● **WHAT TO DO**: Copy each line of the listing where the word "super" can be found.

● **SUPPLIED DATA**:
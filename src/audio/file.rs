use std::path::{Path, PathBuf};
use std::time::Duration;

use hound::WavReader;
use tokio::sync::mpsc;
use tokio::task::JoinHandle;
use tracing::{info, warn};

use super::backend::{AudioBackend, AudioBackendConfig, AudioFrame};
use crate::error::{Result, VoiceError};

pub struct AudioFile {
    pub path: String,
    pub duration_seconds: f64,
    pub sample_rate: u32,
    pub channels: u16,
    pub samples: Vec<i16>,
}

impl AudioFile {
    pub fn open(path: impl AsRef<Path>) -> Result<Self> {
        let path = path.as_ref();
        info!("Opening audio file: {}", path.display());

        let reader = WavReader::open(path).map_err(|e| match e {
            hound::Error::IoError(io) => VoiceError::DeviceUnavailable(format!(
                "cannot open {}: {}",
                path.display(),
                io
            )),
            other => VoiceError::DeviceUnavailable(format!(
                "invalid WAV file {}: {}",
                path.display(),
                other
            )),
        })?;

        let spec = reader.spec();
        let samples: Vec<i16> = reader
            .into_samples::<i16>()
            .collect::<std::result::Result<Vec<_>, _>>()
            .map_err(|e| VoiceError::DeviceUnavailable(format!("failed to read samples: {}", e)))?;

        let duration_seconds =
            samples.len() as f64 / (spec.sample_rate as f64 * spec.channels as f64);

        info!(
            "Audio file loaded: {:.1}s, {}Hz, {} channels, {} samples",
            duration_seconds,
            spec.sample_rate,
            spec.channels,
            samples.len()
        );

        Ok(Self {
            path: path.display().to_string(),
            duration_seconds,
            sample_rate: spec.sample_rate,
            channels: spec.channels,
            samples,
        })
    }

    /// Split into frames of `frame_ms` milliseconds
    pub fn frames(&self, frame_ms: u64) -> Vec<AudioFrame> {
        let per_frame = ((self.sample_rate as u64 * frame_ms / 1000) as usize).max(1)
            * self.channels.max(1) as usize;

        self.samples
            .chunks(per_frame)
            .enumerate()
            .map(|(i, chunk)| AudioFrame {
                samples: chunk.to_vec(),
                sample_rate: self.sample_rate,
                channels: self.channels,
                timestamp_ms: i as u64 * frame_ms,
            })
            .collect()
    }
}

/// Replays a WAV file in real time, as if it were a microphone
///
/// The frame channel closes once the file has been fully played.
pub struct FileBackend {
    path: PathBuf,
    config: AudioBackendConfig,
    task: Option<JoinHandle<()>>,
}

impl FileBackend {
    pub fn new(path: PathBuf, config: AudioBackendConfig) -> Self {
        Self {
            path,
            config,
            task: None,
        }
    }
}

#[async_trait::async_trait]
impl AudioBackend for FileBackend {
    async fn start(&mut self) -> Result<mpsc::Receiver<AudioFrame>> {
        if self.task.is_some() {
            return Err(VoiceError::DeviceUnavailable("already capturing".to_string()));
        }

        let path = self.path.clone();
        let audio = tokio::task::spawn_blocking(move || AudioFile::open(path))
            .await
            .map_err(|e| VoiceError::DeviceUnavailable(format!("file reader failed: {}", e)))??;

        let frame_ms = self.config.buffer_duration_ms.max(1);
        let frames = audio.frames(frame_ms);
        let (tx, rx) = mpsc::channel(64);

        info!(
            "Replaying {} as live input ({} frames of {}ms)",
            audio.path,
            frames.len(),
            frame_ms
        );

        self.task = Some(tokio::spawn(async move {
            let mut ticker = tokio::time::interval(Duration::from_millis(frame_ms));
            for frame in frames {
                ticker.tick().await;
                if tx.send(frame).await.is_err() {
                    break;
                }
            }
        }));

        Ok(rx)
    }

    async fn stop(&mut self) -> Result<()> {
        if let Some(task) = self.task.take() {
            task.abort();
            if let Err(e) = task.await {
                if !e.is_cancelled() {
                    warn!("File replay task failed: {}", e);
                }
            }
            info!("File input stopped: {}", self.path.display());
        }
        Ok(())
    }

    fn is_capturing(&self) -> bool {
        self.task.as_ref().is_some_and(|t| !t.is_finished())
    }

    fn name(&self) -> &str {
        "WAV file replay"
    }
}
use std::time::Duration;

use serde::{Deserialize, Serialize};
use tracing::{debug, error, info};

use super::turn::{ConversationTurn, InputSource, Role};
use crate::error::{Result, VoiceError};

/// Prior turn as sent to the conversation endpoint
#[derive(Debug, Clone, Serialize)]
pub struct HistoryEntry {
    pub role: Role,
    pub text: String,
}

/// Client-side metadata describing the user turn
#[derive(Debug, Clone, Serialize)]
#[serde(rename_all = "camelCase")]
pub struct ClientMeta {
    pub source: InputSource,
    pub emotional_intensity: f32,
    #[serde(skip_serializing_if = "Option::is_none")]
    pub transcription_confidence: Option<f32>,
    #[serde(skip_serializing_if = "Option::is_none")]
    pub session_id: Option<String>,
    #[serde(skip_serializing_if = "Option::is_none")]
    pub duration_ms: Option<u64>,
}

#[derive(Debug, Clone, Serialize)]
pub struct RequestMetadata {
    pub client: ClientMeta,
}

/// Request body of the conversation endpoint
#[derive(Debug, Clone, Serialize)]
pub struct ConversationRequest {
    pub message: String,
    pub history: Vec<HistoryEntry>,
    pub metadata: RequestMetadata,
}

impl ConversationRequest {
    /// `turn` is the new user turn; `history` is everything before it
    pub fn new(turn: &ConversationTurn, history: &[ConversationTurn]) -> Self {
        let meta = turn.meta();
        Self {
            message: turn.text().to_string(),
            history: history
                .iter()
                .map(|t| HistoryEntry {
                    role: t.role(),
                    text: t.text().to_string(),
                })
                .collect(),
            metadata: RequestMetadata {
                client: ClientMeta {
                    source: meta.source,
                    emotional_intensity: meta.emotional_intensity,
                    transcription_confidence: meta.transcription_confidence,
                    session_id: meta.session_id.clone(),
                    duration_ms: meta.duration_ms,
                },
            },
        }
    }
}

#[derive(Debug, Clone, Deserialize)]
pub struct ReplyBody {
    pub text: String,
    #[serde(default)]
    pub language: Option<String>,
}

#[derive(Debug, Clone, Default, Deserialize)]
pub struct ReplyMeta {
    #[serde(default)]
    pub warnings: Vec<String>,
}

/// Response body of the conversation endpoint
#[derive(Debug, Clone, Deserialize)]
pub struct ConversationReply {
    pub response: ReplyBody,
    #[serde(default)]
    pub emotion: Option<serde_json::Value>,
    #[serde(default)]
    pub meta: Option<ReplyMeta>,
}

impl ConversationReply {
    pub fn text(&self) -> &str {
        &self.response.text
    }

    pub fn warnings(&self) -> &[String] {
        self.meta.as_ref().map(|m| m.warnings.as_slice()).unwrap_or(&[])
    }
}

/// Remote assistant that answers user turns
#[async_trait::async_trait]
pub trait ConversationService: Send + Sync {
    async fn send(&self, request: ConversationRequest) -> Result<ConversationReply>;
}

/// JSON-over-HTTP conversation endpoint
pub struct HttpConversationService {
    client: reqwest::Client,
    url: String,
}

impl HttpConversationService {
    pub fn new(url: impl Into<String>, timeout: Duration) -> Result<Self> {
        let client = reqwest::Client::builder()
            .timeout(timeout)
            .build()
            .map_err(|e| VoiceError::Config(format!("HTTP client: {}", e)))?;

        Ok(Self {
            client,
            url: url.into(),
        })
    }
}

#[async_trait::async_trait]
impl ConversationService for HttpConversationService {
    async fn send(&self, request: ConversationRequest) -> Result<ConversationReply> {
        debug!(
            "Sending turn with {} history entries to conversation endpoint",
            request.history.len()
        );

        let response = self
            .client
            .post(&self.url)
            .json(&request)
            .send()
            .await
            .map_err(|e| {
                error!("Conversation request failed: {}", e);
                VoiceError::NetworkFailure(e.to_string())
            })?;

        let status = response.status();
        if !status.is_success() {
            let body = response.text().await.unwrap_or_default();
            error!("Conversation endpoint returned {}: {}", status, body);
            return Err(VoiceError::NetworkFailure(format!(
                "conversation endpoint returned {}",
                status
            )));
        }

        let reply: ConversationReply = response.json().await.map_err(|e| {
            error!("Malformed conversation response: {}", e);
            VoiceError::NetworkFailure(format!("malformed response: {}", e))
        })?;

        info!("Conversation reply received ({} chars)", reply.text().len());
        Ok(reply)
    }
}
//! HTTP control surface for the voice pipeline
//!
//! - GET  /health - Health check
//! - GET  /voice/capabilities - Recognition/microphone availability
//! - POST /voice/start - Start a voice turn in the background
//! - POST /voice/stop - Finalize the running session
//! - GET  /voice/status - State, live level and banner
//! - POST /voice/playback - Enable or disable spoken replies
//! - POST /conversation/text - Typed turn
//! - GET  /conversation/history - Turn history

mod handlers;
mod routes;
mod state;

pub use handlers::{ErrorResponse, TurnResponse};
pub use routes::create_router;
pub use state::AppState;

● **OUTPUT FOR THIS EXERCISE**:
use super::backend::{AudioBackend, AudioBackendConfig, AudioFrame};
use super::turn::{ConversationTurn, InputSource, Role};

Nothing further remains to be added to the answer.